*Action item*.
Whenever a line in the data holds the string "rusqlite", copy that line.

** Opening Data supplied block **

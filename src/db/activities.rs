//! Activity CRUD operations

use chrono::NaiveDate;
use rusqlite::{params, Connection, OptionalExtension, Row, Transaction};
use serde::{Deserialize, Serialize};
use tracing::debug;

use crate::error::TrackerError;
use crate::status::Status;

/// Activity row from database
#[derive(Debug, Clone, Serialize, Deserialize)]
pub struct ActivityRow {
    pub id: i64,
    pub milestone_id: i64,
    pub description: String,
    pub owner: Option<String>,
    pub planned_start_date: Option<NaiveDate>,
    pub planned_end_date: Option<NaiveDate>,
    pub actual_date: Option<NaiveDate>,
    pub status: Status,
    pub created_at: String,
    pub updated_at: String,
}

impl ActivityRow {
    fn from_row(row: &Row) -> Result<Self, rusqlite::Error> {
        Ok(Self {
            id: row.get("id")?,
            milestone_id: row.get("milestone_id")?,
            description: row.get("description")?,
            owner: row.get("owner")?,
            planned_start_date: row.get("planned_start_date")?,
            planned_end_date: row.get("planned_end_date")?,
            actual_date: row.get("actual_date")?,
            status: row.get("status")?,
            created_at: row.get("created_at")?,
            updated_at: row.get("updated_at")?,
        })
    }
}

/// Input for creating an activity
#[derive(Debug, Clone, Default, Deserialize)]
pub struct CreateActivityInput {
    pub description: String,
    #[serde(default)]
    pub owner: Option<String>,
    #[serde(default)]
    pub planned_start_date: Option<NaiveDate>,
    #[serde(default)]
    pub planned_end_date: Option<NaiveDate>,
    #[serde(default)]
    pub actual_date: Option<NaiveDate>,
}

impl CreateActivityInput {
    pub fn validate(&self) -> Result<(), TrackerError> {
        if self.description.trim().is_empty() {
            return Err(TrackerError::validation("activity description must not be empty"));
        }
        Ok(())
    }
}

/// Insert an activity under `milestone_id`; `None` if the milestone does not exist
pub(crate) fn insert_activity(
    conn: &Connection,
    milestone_id: i64,
    input: &CreateActivityInput,
) -> Result<Option<i64>, TrackerError> {
    let parent_exists = conn
        .query_row("SELECT 1 FROM milestones WHERE id = ?", params![milestone_id], |_| Ok(()))
        .optional()?
        .is_some();
    if !parent_exists {
        return Ok(None);
    }

    conn.execute(
        r#"
        INSERT INTO activities (
            milestone_id, description, owner, planned_start_date, planned_end_date, actual_date
        ) VALUES (?, ?, ?, ?, ?, ?)
        "#,
        params![
            milestone_id,
            input.description.trim(),
            input.owner,
            input.planned_start_date,
            input.planned_end_date,
            input.actual_date,
        ],
    ).map_err(|e| TrackerError::Internal(format!("Insert failed: {}", e)))?;

    let id = conn.last_insert_rowid();
    debug!(id, milestone_id, "Inserted activity");
    Ok(Some(id))
}

pub fn get_activity(conn: &Connection, id: i64) -> Result<Option<ActivityRow>, TrackerError> {
    let row = conn
        .query_row("SELECT * FROM activities WHERE id = ?", params![id], ActivityRow::from_row)
        .optional()?;
    Ok(row)
}

/// Activities of a milestone in creation order
pub fn list_by_milestone(conn: &Connection, milestone_id: i64) -> Result<Vec<ActivityRow>, TrackerError> {
    let mut stmt = conn.prepare("SELECT * FROM activities WHERE milestone_id = ? ORDER BY id")?;
    let rows = stmt
        .query_map(params![milestone_id], ActivityRow::from_row)?
        .collect::<Result<Vec<_>, _>>()
        .map_err(|e| TrackerError::Internal(format!("Row parse failed: {}", e)))?;
    Ok(rows)
}

pub fn list_by_owner(conn: &Connection, owner: &str) -> Result<Vec<ActivityRow>, TrackerError> {
    let mut stmt = conn.prepare("SELECT * FROM activities WHERE owner = ? ORDER BY milestone_id, id")?;
    let rows = stmt
        .query_map(params![owner], ActivityRow::from_row)?
        .collect::<Result<Vec<_>, _>>()?;
    Ok(rows)
}

pub(crate) fn write_status(conn: &Connection, id: i64, status: Status) -> Result<bool, TrackerError> {
    let changes = conn.execute(
        "UPDATE activities SET status = ?, updated_at = datetime('now') WHERE id = ?",
        params![status, id],
    )?;
    Ok(changes > 0)
}

/// Delete an activity and its ledger rows
pub(crate) fn delete_activity(tx: &Transaction<'_>, id: i64) -> Result<bool, TrackerError> {
    tx.execute(
        "DELETE FROM monthly_reports WHERE entity_kind = 'activity' AND entity_id = ?",
        params![id],
    )?;
    let changes = tx
        .execute("DELETE FROM activities WHERE id = ?", params![id])
        .map_err(|e| TrackerError::Internal(format!("Delete failed: {}", e)))?;
    Ok(changes > 0)
}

** Closing Data supplied block **

*Exercise response*.
use rusqlite::{params, Connection, OptionalExtension, Row, Transaction};
    fn from_row(row: &Row) -> Result<Self, rusqlite::Error> {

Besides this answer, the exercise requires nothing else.